### DATA TO USE

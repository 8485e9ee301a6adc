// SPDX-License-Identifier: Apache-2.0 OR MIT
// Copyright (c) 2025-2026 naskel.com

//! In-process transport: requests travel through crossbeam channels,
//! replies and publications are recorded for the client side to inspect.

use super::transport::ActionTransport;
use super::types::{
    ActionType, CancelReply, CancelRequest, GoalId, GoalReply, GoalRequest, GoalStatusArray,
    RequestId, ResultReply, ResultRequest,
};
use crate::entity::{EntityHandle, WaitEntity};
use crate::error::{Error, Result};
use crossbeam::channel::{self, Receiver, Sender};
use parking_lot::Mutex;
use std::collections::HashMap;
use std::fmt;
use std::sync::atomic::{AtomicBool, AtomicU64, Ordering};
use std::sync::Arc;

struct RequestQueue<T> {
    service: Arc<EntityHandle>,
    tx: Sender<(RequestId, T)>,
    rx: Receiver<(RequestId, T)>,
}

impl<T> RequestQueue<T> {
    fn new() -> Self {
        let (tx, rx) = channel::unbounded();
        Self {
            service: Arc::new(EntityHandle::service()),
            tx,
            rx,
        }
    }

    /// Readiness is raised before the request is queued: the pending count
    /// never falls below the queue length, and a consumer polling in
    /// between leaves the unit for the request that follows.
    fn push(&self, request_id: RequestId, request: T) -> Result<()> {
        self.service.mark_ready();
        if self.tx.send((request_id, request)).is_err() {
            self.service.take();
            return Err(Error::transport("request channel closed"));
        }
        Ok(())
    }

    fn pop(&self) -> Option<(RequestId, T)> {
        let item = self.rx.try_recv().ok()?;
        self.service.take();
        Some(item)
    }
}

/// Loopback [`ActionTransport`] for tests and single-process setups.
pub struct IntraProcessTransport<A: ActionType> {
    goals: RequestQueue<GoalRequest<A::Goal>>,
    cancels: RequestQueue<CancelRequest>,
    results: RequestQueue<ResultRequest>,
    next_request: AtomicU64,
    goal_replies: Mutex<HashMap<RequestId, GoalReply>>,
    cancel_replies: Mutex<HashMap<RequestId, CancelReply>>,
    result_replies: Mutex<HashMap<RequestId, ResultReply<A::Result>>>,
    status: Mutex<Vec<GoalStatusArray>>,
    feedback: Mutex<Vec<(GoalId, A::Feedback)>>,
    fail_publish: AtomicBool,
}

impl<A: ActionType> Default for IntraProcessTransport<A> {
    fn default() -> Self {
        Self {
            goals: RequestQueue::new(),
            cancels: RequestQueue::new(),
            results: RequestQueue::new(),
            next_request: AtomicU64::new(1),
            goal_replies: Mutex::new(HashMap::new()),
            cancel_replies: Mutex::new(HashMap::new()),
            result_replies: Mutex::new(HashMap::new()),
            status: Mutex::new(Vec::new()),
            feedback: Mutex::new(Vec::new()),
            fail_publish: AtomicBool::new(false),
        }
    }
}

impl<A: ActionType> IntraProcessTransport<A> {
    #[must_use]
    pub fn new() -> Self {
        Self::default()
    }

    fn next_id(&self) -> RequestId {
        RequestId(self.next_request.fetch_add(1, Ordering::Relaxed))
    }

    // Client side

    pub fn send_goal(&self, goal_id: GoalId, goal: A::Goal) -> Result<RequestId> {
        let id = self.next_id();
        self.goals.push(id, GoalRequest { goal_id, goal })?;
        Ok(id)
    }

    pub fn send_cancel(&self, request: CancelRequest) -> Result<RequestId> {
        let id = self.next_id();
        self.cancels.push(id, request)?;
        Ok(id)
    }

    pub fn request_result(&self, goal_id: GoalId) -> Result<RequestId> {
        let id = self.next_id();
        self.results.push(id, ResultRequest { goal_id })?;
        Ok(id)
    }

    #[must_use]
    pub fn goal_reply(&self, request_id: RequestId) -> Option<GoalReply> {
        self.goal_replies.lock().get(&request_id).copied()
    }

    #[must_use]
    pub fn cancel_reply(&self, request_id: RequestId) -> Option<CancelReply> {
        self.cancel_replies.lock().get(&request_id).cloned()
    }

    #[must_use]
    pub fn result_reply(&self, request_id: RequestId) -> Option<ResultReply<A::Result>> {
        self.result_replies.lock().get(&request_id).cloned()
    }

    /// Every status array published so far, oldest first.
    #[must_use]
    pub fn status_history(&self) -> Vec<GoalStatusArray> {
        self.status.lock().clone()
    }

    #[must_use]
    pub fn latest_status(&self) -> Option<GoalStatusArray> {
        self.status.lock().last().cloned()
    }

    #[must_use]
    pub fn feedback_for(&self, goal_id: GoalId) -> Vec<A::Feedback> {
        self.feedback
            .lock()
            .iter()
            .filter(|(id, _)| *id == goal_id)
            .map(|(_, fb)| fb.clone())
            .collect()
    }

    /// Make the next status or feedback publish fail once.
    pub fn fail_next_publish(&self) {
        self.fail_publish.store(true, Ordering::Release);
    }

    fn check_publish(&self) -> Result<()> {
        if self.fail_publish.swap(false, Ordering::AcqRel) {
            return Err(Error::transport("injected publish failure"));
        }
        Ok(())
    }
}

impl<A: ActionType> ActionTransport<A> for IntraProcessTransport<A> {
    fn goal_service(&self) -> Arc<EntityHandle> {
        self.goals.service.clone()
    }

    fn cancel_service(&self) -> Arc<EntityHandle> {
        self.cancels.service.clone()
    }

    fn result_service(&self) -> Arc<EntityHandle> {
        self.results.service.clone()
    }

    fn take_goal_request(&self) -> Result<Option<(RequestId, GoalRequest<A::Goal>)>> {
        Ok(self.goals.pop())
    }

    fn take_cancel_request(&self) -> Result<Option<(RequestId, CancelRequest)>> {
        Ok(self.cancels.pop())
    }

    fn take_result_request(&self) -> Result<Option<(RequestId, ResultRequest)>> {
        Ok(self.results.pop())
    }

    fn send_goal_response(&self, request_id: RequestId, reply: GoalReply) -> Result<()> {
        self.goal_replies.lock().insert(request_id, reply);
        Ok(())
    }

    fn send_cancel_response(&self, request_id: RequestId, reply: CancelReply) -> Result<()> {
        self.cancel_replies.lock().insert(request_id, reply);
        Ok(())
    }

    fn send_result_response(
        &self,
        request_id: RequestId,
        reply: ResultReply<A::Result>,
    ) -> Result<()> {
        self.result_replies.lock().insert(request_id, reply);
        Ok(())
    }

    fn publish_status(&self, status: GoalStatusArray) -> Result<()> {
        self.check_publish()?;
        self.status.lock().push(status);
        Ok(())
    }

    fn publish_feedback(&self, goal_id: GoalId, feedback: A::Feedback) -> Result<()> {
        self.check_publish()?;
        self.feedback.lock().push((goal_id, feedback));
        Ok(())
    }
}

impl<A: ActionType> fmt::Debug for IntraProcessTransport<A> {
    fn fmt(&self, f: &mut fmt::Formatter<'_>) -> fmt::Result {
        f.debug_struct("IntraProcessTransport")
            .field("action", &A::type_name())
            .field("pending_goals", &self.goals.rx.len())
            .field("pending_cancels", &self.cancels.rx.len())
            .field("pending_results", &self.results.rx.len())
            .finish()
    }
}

######

#### [WHAT YOU NEED TO DO]
Starting at the first entry and ending at the last, reproduce each one exactly.

#### [WRITTEN ANSWER]
repository 8485e9ee301a6adc
// SPDX-License-Identifier: Apache-2.0 OR MIT
// Copyright (c) 2025-2026 naskel.com

//! In-process transport: requests travel through crossbeam channels,
//! replies and publications are recorded for the client side to inspect.

use super::transport::ActionTransport;
use super::types::{
    ActionType, CancelReply, CancelRequest, GoalId, GoalReply, GoalRequest, GoalStatusArray,
    RequestId, ResultReply, ResultRequest,
};
use crate::entity::{EntityHandle, WaitEntity};
use crate::error::{Error, Result};
use crossbeam::channel::{self, Receiver, Sender};
use parking_lot::Mutex;
use std::collections::HashMap;
use std::fmt;
use std::sync::atomic::{AtomicBool, AtomicU64, Ordering};
use std::sync::Arc;

struct RequestQueue<T> {
    service: Arc<EntityHandle>,
    tx: Sender<(RequestId, T)>,
    rx: Receiver<(RequestId, T)>,
}

impl<T> RequestQueue<T> {
    fn new() -> Self {
        let (tx, rx) = channel::unbounded();
        Self {
            service: Arc::new(EntityHandle::service()),
            tx,
            rx,
        }
    }

    /// Readiness is raised before the request is queued: the pending count
    /// never falls below the queue length, and a consumer polling in
    /// between leaves the unit for the request that follows.
    fn push(&self, request_id: RequestId, request: T) -> Result<()> {
        self.service.mark_ready();
        if self.tx.send((request_id, request)).is_err() {
            self.service.take();
            return Err(Error::transport("request channel closed"));
        }
        Ok(())
    }

    fn pop(&self) -> Option<(RequestId, T)> {
        let item = self.rx.try_recv().ok()?;
        self.service.take();
        Some(item)
    }
}

/// Loopback [`ActionTransport`] for tests and single-process setups.
pub struct IntraProcessTransport<A: ActionType> {
    goals: RequestQueue<GoalRequest<A::Goal>>,
    cancels: RequestQueue<CancelRequest>,
    results: RequestQueue<ResultRequest>,
    next_request: AtomicU64,
    goal_replies: Mutex<HashMap<RequestId, GoalReply>>,
    cancel_replies: Mutex<HashMap<RequestId, CancelReply>>,
    result_replies: Mutex<HashMap<RequestId, ResultReply<A::Result>>>,
    status: Mutex<Vec<GoalStatusArray>>,
    feedback: Mutex<Vec<(GoalId, A::Feedback)>>,
    fail_publish: AtomicBool,
}

impl<A: ActionType> Default for IntraProcessTransport<A> {
    fn default() -> Self {
        Self {
            goals: RequestQueue::new(),
            cancels: RequestQueue::new(),
            results: RequestQueue::new(),
            next_request: AtomicU64::new(1),
            goal_replies: Mutex::new(HashMap::new()),
            cancel_replies: Mutex::new(HashMap::new()),
            result_replies: Mutex::new(HashMap::new()),
            status: Mutex::new(Vec::new()),
            feedback: Mutex::new(Vec::new()),
            fail_publish: AtomicBool::new(false),
        }
    }
}

impl<A: ActionType> IntraProcessTransport<A> {
    #[must_use]
    pub fn new() -> Self {
        Self::default()
    }

    fn next_id(&self) -> RequestId {
        RequestId(self.next_request.fetch_add(1, Ordering::Relaxed))
    }

    // Client side

    pub fn send_goal(&self, goal_id: GoalId, goal: A::Goal) -> Result<RequestId> {
        let id = self.next_id();
        self.goals.push(id, GoalRequest { goal_id, goal })?;
        Ok(id)
    }

    pub fn send_cancel(&self, request: CancelRequest) -> Result<RequestId> {
        let id = self.next_id();
        self.cancels.push(id, request)?;
        Ok(id)
    }

    pub fn request_result(&self, goal_id: GoalId) -> Result<RequestId> {
        let id = self.next_id();
        self.results.push(id, ResultRequest { goal_id })?;
        Ok(id)
    }

    #[must_use]
    pub fn goal_reply(&self, request_id: RequestId) -> Option<GoalReply> {
        self.goal_replies.lock().get(&request_id).copied()
    }

    #[must_use]
    pub fn cancel_reply(&self, request_id: RequestId) -> Option<CancelReply> {
        self.cancel_replies.lock().get(&request_id).cloned()
    }

    #[must_use]
    pub fn result_reply(&self, request_id: RequestId) -> Option<ResultReply<A::Result>> {
        self.result_replies.lock().get(&request_id).cloned()
    }

    /// Every status array published so far, oldest first.
    #[must_use]
    pub fn status_history(&self) -> Vec<GoalStatusArray> {
        self.status.lock().clone()
    }

    #[must_use]
    pub fn latest_status(&self) -> Option<GoalStatusArray> {
        self.status.lock().last().cloned()
    }

    #[must_use]
    pub fn feedback_for(&self, goal_id: GoalId) -> Vec<A::Feedback> {
        self.feedback
            .lock()
            .iter()
            .filter(|(id, _)| *id == goal_id)
            .map(|(_, fb)| fb.clone())
            .collect()
    }

    /// Make the next status or feedback publish fail once.
    pub fn fail_next_publish(&self) {
        self.fail_publish.store(true, Ordering::Release);
    }

    fn check_publish(&self) -> Result<()> {
        if self.fail_publish.swap(false, Ordering::AcqRel) {
            return Err(Error::transport("injected publish failure"));
        }
        Ok(())
    }
}

impl<A: ActionType> ActionTransport<A> for IntraProcessTransport<A> {
    fn goal_service(&self) -> Arc<EntityHandle> {
        self.goals.service.clone()
    }

    fn cancel_service(&self) -> Arc<EntityHandle> {
        self.cancels.service.clone()
    }

    fn result_service(&self) -> Arc<EntityHandle> {
        self.results.service.clone()
    }

    fn take_goal_request(&self) -> Result<Option<(RequestId, GoalRequest<A::Goal>)>> {
        Ok(self.goals.pop())
    }

    fn take_cancel_request(&self) -> Result<Option<(RequestId, CancelRequest)>> {
        Ok(self.cancels.pop())
    }

    fn take_result_request(&self) -> Result<Option<(RequestId, ResultRequest)>> {
        Ok(self.results.pop())
    }

    fn send_goal_response(&self, request_id: RequestId, reply: GoalReply) -> Result<()> {
        self.goal_replies.lock().insert(request_id, reply);
        Ok(())
    }

    fn send_cancel_response(&self, request_id: RequestId, reply: CancelReply) -> Result<()> {
        self.cancel_replies.lock().insert(request_id, reply);
        Ok(())
    }

    fn send_result_response(
        &self,
        request_id: RequestId,
        reply: ResultReply<A::Result>,
    ) -> Result<()> {
        self.result_replies.lock().insert(request_id, reply);
        Ok(())
    }

    fn publish_status(&self, status: GoalStatusArray) -> Result<()> {
        self.check_publish()?;
        self.status.lock().push(status);
        Ok(())
    }

    fn publish_feedback(&self, goal_id: GoalId, feedback: A::Feedback) -> Result<()> {
        self.check_publish()?;
        self.feedback.lock().push((goal_id, feedback));
        Ok(())
    }
}

impl<A: ActionType> fmt::Debug for IntraProcessTransport<A> {
    fn fmt(&self, f: &mut fmt::Formatter<'_>) -> fmt::Result {
        f.debug_struct("IntraProcessTransport")
            .field("action", &A::type_name())
            .field("pending_goals", &self.goals.rx.len())
            .field("pending_cancels", &self.cancels.rx.len())
            .field("pending_results", &self.results.rx.len())
            .finish()
    }
}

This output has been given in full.